### Exercise prompt
Look through the listing below and count the lines holding "windows". Reply with the number alone.

•••••

//! Configuration loading, validation, and management for Promptwright.
//!
//! Loads configuration from `~/.promptwright/config.toml` with environment
//! variable overrides. Validates all settings at startup.

use serde::{Deserialize, Serialize};
use std::path::{Path, PathBuf};

/// The root configuration structure.
///
/// Maps directly to `~/.promptwright/config.toml`.
#[derive(Clone, Serialize, Deserialize)]
pub struct AppConfig {
    /// API key for the completion provider
    #[serde(default, skip_serializing_if = "Option::is_none")]
    pub api_key: Option<String>,

    /// Model identifier sent with every completion call
    #[serde(default = "default_model")]
    pub default_model: String,

    /// Output-length cap per completion call
    #[serde(default = "default_max_tokens")]
    pub max_tokens: u32,

    /// Sampling temperature; unset means the provider's default
    #[serde(default, skip_serializing_if = "Option::is_none")]
    pub temperature: Option<f32>,

    /// Completion endpoint settings
    #[serde(default)]
    pub provider: ProviderConfig,

    /// HTTP server settings
    #[serde(default)]
    pub gateway: GatewayConfig,

    /// Session handling
    #[serde(default)]
    pub session: SessionConfig,
}

fn default_model() -> String {
    "gpt-4".into()
}
fn default_max_tokens() -> u32 {
    1500
}

/// Redact a secret for Debug output.
fn redact(s: &Option<String>) -> &'static str {
    match s {
        Some(_) => "[REDACTED]",
        None => "None",
    }
}

impl std::fmt::Debug for AppConfig {
    fn fmt(&self, f: &mut std::fmt::Formatter<'_>) -> std::fmt::Result {
        f.debug_struct("AppConfig")
            .field("api_key", &redact(&self.api_key))
            .field("default_model", &self.default_model)
            .field("max_tokens", &self.max_tokens)
            .field("temperature", &self.temperature)
            .field("provider", &self.provider)
            .field("gateway", &self.gateway)
            .field("session", &self.session)
            .finish()
    }
}

#[derive(Debug, Clone, Serialize, Deserialize)]
pub struct ProviderConfig {
    /// Name used in logs
    #[serde(default = "default_provider_name")]
    pub name: String,

    /// Base URL of an OpenAI-compatible API
    #[serde(default = "default_base_url")]
    pub base_url: String,

    /// Per-attempt timeout
    #[serde(default = "default_timeout_secs")]
    pub timeout_secs: u64,

    /// Extra attempts after the first failure (0 = fail fast)
    #[serde(default)]
    pub max_retries: u32,

    /// Delay before retry `n` is `n * retry_backoff_ms`
    #[serde(default = "default_retry_backoff_ms")]
    pub retry_backoff_ms: u64,
}

fn default_provider_name() -> String {
    "openai".into()
}
fn default_base_url() -> String {
    "https://api.openai.com/v1".into()
}
fn default_timeout_secs() -> u64 {
    120
}
fn default_retry_backoff_ms() -> u64 {
    500
}

impl Default for ProviderConfig {
    fn default() -> Self {
        Self {
            name: default_provider_name(),
            base_url: default_base_url(),
            timeout_secs: default_timeout_secs(),
            max_retries: 0,
            retry_backoff_ms: default_retry_backoff_ms(),
        }
    }
}

#[derive(Debug, Clone, Serialize, Deserialize)]
pub struct GatewayConfig {
    #[serde(default = "default_port")]
    pub port: u16,

    #[serde(default = "default_host")]
    pub host: String,

    #[serde(default)]
    pub allow_public_bind: bool,

    /// Request body size limit
    #[serde(default = "default_max_body_bytes")]
    pub max_body_bytes: usize,
}

fn default_port() -> u16 {
    5000
}
fn default_host() -> String {
    "127.0.0.1".into()
}
fn default_max_body_bytes() -> usize {
    1024 * 1024
}

impl Default for GatewayConfig {
    fn default() -> Self {
        Self {
            port: default_port(),
            host: default_host(),
            allow_public_bind: false,
            max_body_bytes: default_max_body_bytes(),
        }
    }
}

/// What happens to the transcript when finalization fails part-way.
#[derive(Debug, Clone, Copy, Default, PartialEq, Eq, Serialize, Deserialize)]
#[serde(rename_all = "snake_case")]
pub enum FailurePolicy {
    /// Keep every turn appended before the failing call.
    #[default]
    KeepPartial,
    /// Drop the summary/final turns so the next prompt retries finalization.
    Rewind,
}

#[derive(Debug, Clone, Serialize, Deserialize)]
pub struct SessionConfig {
    #[serde(default = "default_cookie_name")]
    pub cookie_name: String,

    /// Live sessions kept before the least recently used is evicted
    #[serde(default = "default_max_sessions")]
    pub max_sessions: usize,

    /// Sessions idle for longer than this are dropped (0 = never)
    #[serde(default = "default_idle_ttl_minutes")]
    pub idle_ttl_minutes: u64,

    #[serde(default)]
    pub failure_policy: FailurePolicy,
}

fn default_cookie_name() -> String {
    "promptwright_session".into()
}
fn default_max_sessions() -> usize {
    1_000
}
fn default_idle_ttl_minutes() -> u64 {
    60
}

impl Default for SessionConfig {
    fn default() -> Self {
        Self {
            cookie_name: default_cookie_name(),
            max_sessions: default_max_sessions(),
            idle_ttl_minutes: default_idle_ttl_minutes(),
            failure_policy: FailurePolicy::default(),
        }
    }
}

impl AppConfig {
    /// Load configuration from the default path (~/.promptwright/config.toml).
    ///
    /// Also checks environment variables:
    /// - `PROMPTWRIGHT_API_KEY` (highest priority), then `OPENAI_API_KEY`
    /// - `PROMPTWRIGHT_MODEL`
    /// - `PROMPTWRIGHT_BASE_URL`
    pub fn load() -> Result<Self, ConfigError> {
        let config_path = Self::config_dir().join("config.toml");
        let mut config = Self::load_from(&config_path)?;
        config.apply_env(|key| std::env::var(key).ok());
        config.validate()?;
        Ok(config)
    }

    /// Load configuration from a specific file path.
    pub fn load_from(path: &Path) -> Result<Self, ConfigError> {
        if !path.exists() {
            tracing::info!("No config file found at {}, using defaults", path.display());
            return Ok(Self::default());
        }

        let content = std::fs::read_to_string(path).map_err(|e| ConfigError::ReadError {
            path: path.to_path_buf(),
            reason: e.to_string(),
        })?;

        let config: Self = toml::from_str(&content).map_err(|e| ConfigError::ParseError {
            path: path.to_path_buf(),
            reason: e.to_string(),
        })?;

        config.validate()?;
        Ok(config)
    }

    /// Apply environment overrides through `lookup`.
    fn apply_env(&mut self, lookup: impl Fn(&str) -> Option<String>) {
        let env_key = lookup("PROMPTWRIGHT_API_KEY").or_else(|| lookup("OPENAI_API_KEY"));
        if let Some(key) = env_key.filter(|k| !k.is_empty()) {
            self.api_key = Some(key);
        }

        if let Some(model) = lookup("PROMPTWRIGHT_MODEL").filter(|m| !m.is_empty()) {
            self.default_model = model;
        }

        if let Some(url) = lookup("PROMPTWRIGHT_BASE_URL").filter(|u| !u.is_empty()) {
            self.provider.base_url = url;
        }
    }

    /// Get the configuration directory path.
    pub fn config_dir() -> PathBuf {
        dirs_home().join(".promptwright")
    }

    /// Validate the configuration.
    pub fn validate(&self) -> Result<(), ConfigError> {
        if self.temperature.is_some_and(|t| !(0.0..=2.0).contains(&t)) {
            return Err(ConfigError::ValidationError(
                "temperature must be between 0.0 and 2.0".into(),
            ));
        }

        if self.max_tokens == 0 {
            return Err(ConfigError::ValidationError(
                "max_tokens must be > 0".into(),
            ));
        }

        if self.default_model.trim().is_empty() {
            return Err(ConfigError::ValidationError(
                "default_model must not be empty".into(),
            ));
        }

        if self.session.max_sessions == 0 {
            return Err(ConfigError::ValidationError(
                "session.max_sessions must be > 0".into(),
            ));
        }

        let cookie = &self.session.cookie_name;
        if cookie.is_empty()
            || !cookie
                .chars()
                .all(|c| c.is_ascii_alphanumeric() || c == '_' || c == '-')
        {
            return Err(ConfigError::ValidationError(format!(
                "session.cookie_name '{cookie}' may only contain letters, digits, '_' and '-'"
            )));
        }

        Ok(())
    }

    /// Check if an API key is available (from config or environment).
    pub fn has_api_key(&self) -> bool {
        self.api_key.as_deref().is_some_and(|k| !k.is_empty())
    }

    /// Generate a default config TOML string (for the `init` command).
    pub fn default_toml() -> String {
        let config = Self::default();
        toml::to_string_pretty(&config).unwrap_or_default()
    }
}

impl Default for AppConfig {
    fn default() -> Self {
        Self {
            api_key: None,
            default_model: default_model(),
            max_tokens: default_max_tokens(),
            temperature: None,
            provider: ProviderConfig::default(),
            gateway: GatewayConfig::default(),
            session: SessionConfig::default(),
        }
    }
}

/// Get the user's home directory.
fn dirs_home() -> PathBuf {
    #[cfg(target_os = "windows")]
    {
        std::env::var("USERPROFILE")
            .map(PathBuf::from)
            .unwrap_or_else(|_| PathBuf::from("C:\\Users\\Default"))
    }
    #[cfg(not(target_os = "windows"))]
    {
        std::env::var("HOME")
            .map(PathBuf::from)
            .unwrap_or_else(|_| PathBuf::from("/tmp"))
    }
}

/// Configuration errors.
#[derive(Debug, thiserror::Error)]
pub enum ConfigError {
    #[error("Failed to read config file at {path}: {reason}")]
    ReadError { path: PathBuf, reason: String },

    #[error("Failed to parse config file at {path}: {reason}")]
    ParseError { path: PathBuf, reason: String },

    #[error("Configuration validation failed: {0}")]
    ValidationError(String),
}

•••••

### Your solution
2